At "the pass" between the "big" southern arm and Little Lake Santa Fe shad school, and fishing is usually good for schooling largemouth bass and stocked sunshine bass. Numerous homes surround the lake, most with docks and ski boats; fishing is always best early and late or at night and on weekdays. In spite of development, the fish habitat is outstanding with many areas of bald cypress and healthy maidencane grass beds. The lake was stocked with 44,500 hybrid striped bass in April 2005. The previous stocking of the lake occurred in 1997.

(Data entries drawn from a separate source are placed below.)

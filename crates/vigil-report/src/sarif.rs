use vigil_core::CheckKind;

use crate::render::RunReport;

/// Convert a run report to SARIF v2.1.0 JSON.
///
/// Produces a standalone SARIF log with a single run containing every
/// non-placeholder record as a result. Intended for upload to GitHub
/// Code Scanning via `github/codeql-action/upload-sarif`; measurement
/// records (sizes, digests) are included at `note` level so the full
/// run stays visible in one log.
///
/// # Examples
///
/// ```
/// use vigil_report::{to_sarif, RunReport};
///
/// let sarif = to_sarif(&RunReport::new(vec![]));
/// assert_eq!(sarif["version"], "2.1.0");
/// ```
pub fn to_sarif(report: &RunReport) -> serde_json::Value {
    let rules = build_rules(report);
    let mut results = Vec::new();

    for check in &report.checks {
        for record in &check.records {
            if record.is_placeholder() {
                continue;
            }
            let mut entry = serde_json::json!({
                "ruleId": rule_id(check.kind),
                "level": kind_to_sarif_level(check.kind),
                "message": { "text": &record.detail },
            });
            if let Some(path) = &record.path {
                let mut location = serde_json::json!({
                    "physicalLocation": {
                        "artifactLocation": {
                            "uri": path.display().to_string()
                        }
                    }
                });
                if let Some(line) = record.line {
                    location["physicalLocation"]["region"] =
                        serde_json::json!({ "startLine": line });
                }
                entry["locations"] = serde_json::json!([location]);
            }
            results.push(entry);
        }
    }

    serde_json::json!({
        "$schema": "https://raw.githubusercontent.com/oasis-tcs/sarif-spec/main/sarif-2.1/schema/sarif-schema-2.1.0.json",
        "version": "2.1.0",
        "runs": [{
            "tool": {
                "driver": {
                    "name": "vigil",
                    "version": env!("CARGO_PKG_VERSION"),
                    "informationUri": "https://github.com/vigil-ci/vigil",
                    "rules": rules
                }
            },
            "results": results
        }]
    })
}

fn rule_id(kind: CheckKind) -> String {
    format!("vigil/{kind}")
}

fn kind_to_sarif_level(kind: CheckKind) -> &'static str {
    match kind {
        CheckKind::SwiftWarnings | CheckKind::MarkdownLint => "warning",
        CheckKind::LockfileAudit => "error",
        CheckKind::BinarySize
        | CheckKind::ShaderStats
        | CheckKind::ReferenceImages
        | CheckKind::Command => "note",
    }
}

/// Build the SARIF `rules` array from the checks that produced records.
///
/// Deduplicates by check kind so each rule ID appears at most once.
fn build_rules(report: &RunReport) -> Vec<serde_json::Value> {
    let mut seen: Vec<CheckKind> = Vec::new();
    let mut rules = Vec::new();

    for check in &report.checks {
        if check.records.iter().all(|r| r.is_placeholder()) {
            continue;
        }
        if seen.contains(&check.kind) {
            continue;
        }
        seen.push(check.kind);

        rules.push(serde_json::json!({
            "id": rule_id(check.kind),
            "shortDescription": { "text": check.kind.to_string() },
            "defaultConfiguration": { "level": kind_to_sarif_level(check.kind) }
        }));
    }

    rules
}
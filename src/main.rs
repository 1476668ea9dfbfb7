use std::{sync::Arc, time::Duration};

use glowup::{
    AppState, Config, build_router, cors_layer, database,
    services::{
        admins::{SeedOutcome, ensure_seed_admin},
        mail::{BrevoMailer, SharedMailer},
        media::{CloudinaryStore, SharedMediaStore},
        notifications::NotificationQueue,
    },
    workers::notification_dispatch_worker,
};
use tokio::sync::broadcast;
use tracing_subscriber::{EnvFilter, layer::SubscriberExt, util::SubscriberInitExt};

#[tokio::main]
async fn main() -> Result<(), Box<dyn std::error::Error>> {
    tracing_subscriber::registry()
        .with(
            EnvFilter::try_from_default_env()
                .unwrap_or_else(|_| EnvFilter::new("glowup=info,tower_http=info")),
        )
        .with(tracing_subscriber::fmt::layer())
        .init();

    let config = Config::load().inspect_err(|e| {
        tracing::error!(error = %e, "Invalid configuration, refusing to start");
    })?;
    tracing::debug!("Loaded configuration:\n{}", config);

    let pool = database::connect(&config.database).await?;
    database::migrate(&pool).await?;

    {
        let mut conn = pool.acquire().await?;
        let (admin, outcome) = ensure_seed_admin(&mut conn, &config.admin).await?;
        match outcome {
            SeedOutcome::Created => tracing::info!(email = %admin.email, "Seed administrator created"),
            SeedOutcome::Promoted => {
                tracing::info!(email = %admin.email, "Seed administrator promoted to superadmin")
            }
            SeedOutcome::PasswordReset => {
                tracing::info!(email = %admin.email, "Seed administrator password reset")
            }
            SeedOutcome::Unchanged => tracing::info!(email = %admin.email, "Seed administrator present"),
        }
    }

    let timeout = Duration::from_secs(config.server.http_timeout_seconds);
    let media: SharedMediaStore = Arc::new(CloudinaryStore::new(&config.storage, timeout)?);
    let mailer: SharedMailer = Arc::new(BrevoMailer::new(&config.mail, timeout)?);

    let (shutdown_tx, _) = broadcast::channel::<()>(1);
    let (notifier, receiver) = NotificationQueue::new();
    let worker = tokio::spawn(notification_dispatch_worker(
        receiver,
        mailer,
        config.mail.admin_email.clone(),
        shutdown_tx.subscribe(),
    ));

    let state = AppState::new(pool.clone(), config.jwt.clone(), media, notifier);
    let app = build_router(state, cors_layer(&config.server.cors_origin)?);

    let address = format!("{}:{}", config.server.host, config.server.port);
    let listener = tokio::net::TcpListener::bind(&address).await?;
    tracing::info!(address = %address, "Server listening");

    axum::serve(listener, app)
        .with_graceful_shutdown(shutdown_signal())
        .await?;

    tracing::info!("Shutting down background workers");
    let _ = shutdown_tx.send(());
    if let Err(e) = worker.await {
        tracing::warn!(error = %e, "Notification worker ended abnormally");
    }

    pool.close().await;
    tracing::info!("Server stopped");
    Ok(())
}

async fn shutdown_signal() {
    let ctrl_c = async {
        if let Err(e) = tokio::signal::ctrl_c().await {
            tracing::error!(error = %e, "Failed to install Ctrl+C handler");
            std::future::pending::<()>().await;
        }
    };

    #[cfg(unix)]
    let terminate = async {
        match tokio::signal::unix::signal(tokio::signal::unix::SignalKind::terminate()) {
            Ok(mut signal) => {
                signal.recv().await;
            }
            Err(e) => {
                tracing::error!(error = %e, "Failed to install SIGTERM handler");
                std::future::pending::<()>().await;
            }
        }
    };

    #[cfg(not(unix))]
    let terminate = std::future::pending::<()>();

    tokio::select! {
        _ = ctrl_c => {},
        _ = terminate => {},
    }

    tracing::info!("Shutdown signal received");
}
//! Decoding of `multipart/form-data` bodies into [`FormData`].

use axum::{
    extract::multipart::{Multipart, MultipartError, MultipartRejection},
    http::StatusCode,
};

use crate::{
    error::{Error, Result},
    models::{forms::FormData, media::ImageUpload},
};

fn read_error(e: MultipartError, file_field: &str, max_bytes: usize) -> Error {
    if e.status() == StatusCode::PAYLOAD_TOO_LARGE {
        return Error::validation(
            file_field,
            format!("L'image ne peut pas dépasser {} Mo", max_bytes / (1024 * 1024)),
        );
    }
    Error::validation("form", format!("Formulaire invalide: {}", e.body_text()))
}

/// A form carries at most one file, under the expected field name.
fn check_file_part(form: &FormData, name: &str, file_field: &str) -> Result<()> {
    if name != file_field {
        return Err(Error::validation(
            file_field,
            format!("Champ de fichier inattendu: {}", name),
        ));
    }
    if form.file(file_field).is_some() {
        return Err(Error::validation(file_field, "Une seule image est autorisée"));
    }
    Ok(())
}

/// Reads every part of the body. Parts carrying a file name (or named like
/// the expected file field) are kept as files, the rest as text.
pub async fn read_form(
    multipart: std::result::Result<Multipart, MultipartRejection>,
    file_field: &str,
    max_bytes: usize,
) -> Result<FormData> {
    let mut multipart = multipart.map_err(|e| {
        Error::validation(
            "form",
            format!("Le formulaire doit être envoyé en multipart/form-data ({})", e.body_text()),
        )
    })?;

    let mut form = FormData::new();

    while let Some(field) = multipart
        .next_field()
        .await
        .map_err(|e| read_error(e, file_field, max_bytes))?
    {
        let Some(name) = field.name().map(str::to_string) else {
            continue;
        };

        if field.file_name().is_some() || name == file_field {
            let file_name = field.file_name().map(str::to_string);
            let content_type = field
                .content_type()
                .map(str::to_string)
                .unwrap_or_default();
            let bytes = field
                .bytes()
                .await
                .map_err(|e| read_error(e, file_field, max_bytes))?;

            // Browsers send an empty part for an untouched file input.
            if bytes.is_empty() && file_name.as_deref().is_none_or(str::is_empty) {
                continue;
            }

            check_file_part(&form, &name, file_field)?;
            form.insert_file(
                name,
                ImageUpload {
                    bytes,
                    content_type,
                    file_name,
                },
            );
        } else {
            let text = field
                .text()
                .await
                .map_err(|e| read_error(e, file_field, max_bytes))?;
            form.push_text(name, text);
        }
    }

    Ok(form)
}
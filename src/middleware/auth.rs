//! Bearer-token gate for the administration routes.

use axum::{
    extract::{Request, State},
    http::{HeaderMap, header::AUTHORIZATION},
    middleware::Next,
    response::Response,
};
use secrecy::ExposeSecret;
use serde::Serialize;
use uuid::Uuid;

use crate::{
    error::Result,
    models::admins::AdminRole,
    services::jwt::{TokenIdentity, authenticate_jwt_token},
    state::AppState,
};

/// Administrator extracted from a verified JWT
///
/// This struct is added to request extensions by the JWT middleware.
#[derive(Debug, Clone, Serialize)]
pub struct AuthenticatedAdmin {
    pub id: Uuid,
    pub email: String,
    pub role: AdminRole,
}

impl From<TokenIdentity> for AuthenticatedAdmin {
    fn from(identity: TokenIdentity) -> Self {
        Self {
            id: identity.admin_id,
            email: identity.email,
            role: identity.role,
        }
    }
}

/// JWT authentication middleware
///
/// # Behavior
/// 1. Reads `Authorization: Bearer <token>`
/// 2. Validates the signature, expiry and payload
/// 3. Adds `AuthenticatedAdmin` to request extensions
///
/// Every rejection is a 401: `MISSING_TOKEN` without a header,
/// `TOKEN_EXPIRED` for an expired token, `INVALID_TOKEN` otherwise.
///
/// # Usage
/// ```ignore
/// Router::new()
///     .route("/protected", get(protected_handler))
///     .route_layer(middleware::from_fn_with_state(
///         state.clone(),
///         jwt_auth_middleware,
///     ))
/// ```
pub async fn jwt_auth_middleware(
    State(state): State<AppState>,
    headers: HeaderMap,
    mut request: Request,
    next: Next,
) -> Result<Response> {
    let auth_header = headers.get(AUTHORIZATION).and_then(|h| h.to_str().ok());

    let identity = authenticate_jwt_token(auth_header, state.jwt.secret.expose_secret())
        .inspect_err(|e| {
            tracing::debug!(path = %request.uri().path(), error = %e, "Rejected bearer token");
        })?;

    request
        .extensions_mut()
        .insert(AuthenticatedAdmin::from(identity));
    Ok(next.run(request).await)
}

Lake Santa Fe is the third most stable of 120 lakes studied in Florida, as well as one of the clearest. It is designated by the State of Florida as an Outstanding Florida Water. It is supported by water flowing in at the southern extremity of the intermediate aquifer that outcrops in the lake bottom. Also it is a rather deep example of a karstic lake, with several spots that are 30 ft or more.

Lake Santa Fe was the largest of a series of lakes that were connected by dredging canals in the 1870s and 1880s so that boats could travel between Melrose, Florida (at the time the center of a thriving citrus and tourist industry) and Waldo, the railroad terminal. The canal was dredged from Little Lake Santa Fe into Lake Alto. This canal is visible today. Water and railroad were the major means of transportation for passengers and freight across Florida at that time. Prosperity in this area followed the Reconstruction. The first boat that made the journey through the canal system was the "Fannie S. Lewis" in 1880, and the last was the "City of Melrose" in 1925. Improved roads and the automobile doomed the era of steamships in Alachua County and the canals fell into disuse.

The rural unincorporated communities of Melrose and Earleton are located on the lake. North of the lakes is Santa Fe Swamp, mostly a wildlife and environmental conservation area managed by the Suwannee River Water Management District.